BEGIN Source data

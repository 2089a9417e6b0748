use std::path::Path;

use serde::Deserialize;

use super::ModelError;

/// Flattened binary decision tree, as exported at training time.
///
/// Parallel arrays indexed by node. `feature == -1` marks a leaf whose
/// `label` is the predicted class code; interior nodes route left when
/// `features[feature] <= threshold`, right otherwise, starting at node 0.
#[derive(Debug, Clone, Deserialize)]
pub struct DecisionTreeModel {
    #[serde(default)]
    pub feature_names: Vec<String>,
    feature: Vec<i64>,
    threshold: Vec<f64>,
    left: Vec<i64>,
    right: Vec<i64>,
    label: Vec<i64>,
}

impl DecisionTreeModel {
    /// Load a tree artifact from disk.
    pub fn load(path: &Path) -> Result<Self, ModelError> {
        let json = std::fs::read_to_string(path)
            .map_err(|e| ModelError::ArtifactLoad(path.display().to_string(), e.to_string()))?;
        let model: Self = serde_json::from_str(&json)
            .map_err(|e| ModelError::ArtifactParse(path.display().to_string(), e.to_string()))?;
        model.validate()?;
        Ok(model)
    }

    /// Small fixture tree over [age, gender, bp, temp, symptom]:
    /// symptom code 0 → class 0, 1 → class 1, 2 → class 2.
    pub fn load_test() -> Self {
        Self {
            feature_names: vec![
                "age".into(),
                "gender".into(),
                "bp".into(),
                "temp".into(),
                "symptom".into(),
            ],
            feature: vec![4, -1, 4, -1, -1],
            threshold: vec![0.5, 0.0, 1.5, 0.0, 0.0],
            left: vec![1, -1, 3, -1, -1],
            right: vec![2, -1, 4, -1, -1],
            label: vec![-1, 0, -1, 1, 2],
        }
    }

    fn validate(&self) -> Result<(), ModelError> {
        let n = self.feature.len();
        if n == 0 {
            return Err(ModelError::MalformedModel("empty tree".into()));
        }
        if self.threshold.len() != n
            || self.left.len() != n
            || self.right.len() != n
            || self.label.len() != n
        {
            return Err(ModelError::MalformedModel(
                "node arrays have mismatched lengths".into(),
            ));
        }
        Ok(())
    }

    /// Walk the tree for one feature vector; returns the leaf's class code.
    pub fn predict(&self, features: &[f64]) -> Result<i64, ModelError> {
        let n = self.feature.len();
        let mut node = 0usize;

        // A well-formed tree reaches a leaf in at most n hops
        for _ in 0..n {
            let feature = self.feature[node];
            if feature < 0 {
                return Ok(self.label[node]);
            }

            let idx = feature as usize;
            let value = *features.get(idx).ok_or_else(|| {
                ModelError::MalformedModel(format!(
                    "node {node} splits on feature {idx} but input has {} fields",
                    features.len()
                ))
            })?;

            let next = if value <= self.threshold[node] {
                self.left[node]
            } else {
                self.right[node]
            };
            if next < 0 || next as usize >= n {
                return Err(ModelError::MalformedModel(format!(
                    "node {node} has dangling child {next}"
                )));
            }
            node = next as usize;
        }

        Err(ModelError::MalformedModel(
            "no leaf reached within node count".into(),
        ))
    }

    pub fn node_count(&self) -> usize {
        self.feature.len()
    }
}

#[cfg(test)]
mod tests {
    use super::*;

    #[test]
    fn fixture_routes_by_symptom_code() {
        let model = DecisionTreeModel::load_test();
        assert_eq!(model.predict(&[30.0, 1.0, 120.0, 98.6, 0.0]).unwrap(), 0);
        assert_eq!(model.predict(&[30.0, 1.0, 120.0, 98.6, 1.0]).unwrap(), 1);
        assert_eq!(model.predict(&[30.0, 1.0, 120.0, 98.6, 2.0]).unwrap(), 2);
    }

    #[test]
    fn short_feature_vector_is_rejected() {
        let model = DecisionTreeModel::load_test();
        let err = model.predict(&[30.0, 1.0]).unwrap_err();
        assert!(matches!(err, ModelError::MalformedModel(_)));
    }

    #[test]
    fn dangling_child_is_rejected() {
        let model = DecisionTreeModel {
            feature_names: vec![],
            feature: vec![0],
            threshold: vec![1.0],
            left: vec![5],
            right: vec![5],
            label: vec![-1],
        };
        let err = model.predict(&[0.0]).unwrap_err();
        assert!(err.to_string().contains("dangling child"));
    }

    #[test]
    fn cyclic_tree_terminates_with_error() {
        // Node 0 routes to itself; the walk must stop, not spin
        let model = DecisionTreeModel {
            feature_names: vec![],
            feature: vec![0],
            threshold: vec![1.0],
            left: vec![0],
            right: vec![0],
            label: vec![-1],
        };
        let err = model.predict(&[0.0]).unwrap_err();
        assert!(err.to_string().contains("no leaf reached"));
    }

    #[test]
    fn load_rejects_mismatched_arrays() {
        let dir = tempfile::tempdir().unwrap();
        let path = dir.path().join("bad_model.json");
        std::fs::write(
            &path,
            r#"{"feature": [-1], "threshold": [0.0, 0.0], "left": [-1], "right": [-1], "label": [0]}"#,
        )
        .unwrap();
        let err = DecisionTreeModel::load(&path).unwrap_err();
        assert!(err.to_string().contains("mismatched lengths"));
    }

    #[test]
    fn load_reads_tree_artifact() {
        let dir = tempfile::tempdir().unwrap();
        let path = dir.path().join("model.json");
        std::fs::write(
            &path,
            r#"{"feature": [4, -1, -1], "threshold": [0.5, 0.0, 0.0],
                "left": [1, -1, -1], "right": [2, -1, -1], "label": [-1, 7, 9]}"#,
        )
        .unwrap();
        let model = DecisionTreeModel::load(&path).unwrap();
        assert_eq!(model.node_count(), 3);
        assert_eq!(model.predict(&[0.0, 0.0, 0.0, 0.0, 0.0]).unwrap(), 7);
        assert_eq!(model.predict(&[0.0, 0.0, 0.0, 0.0, 1.0]).unwrap(), 9);
    }
}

END Source data

## Brief
Nothing but the lines from the start of the data above through the line with "#[serde(default)]" should appear in your answer, copied exactly.

## Response
repository 2089a9417e6b0748
use std::path::Path;

use serde::Deserialize;

use super::ModelError;

/// Flattened binary decision tree, as exported at training time.
///
/// Parallel arrays indexed by node. `feature == -1` marks a leaf whose
/// `label` is the predicted class code; interior nodes route left when
/// `features[feature] <= threshold`, right otherwise, starting at node 0.
#[derive(Debug, Clone, Deserialize)]
pub struct DecisionTreeModel {
    #[serde(default)]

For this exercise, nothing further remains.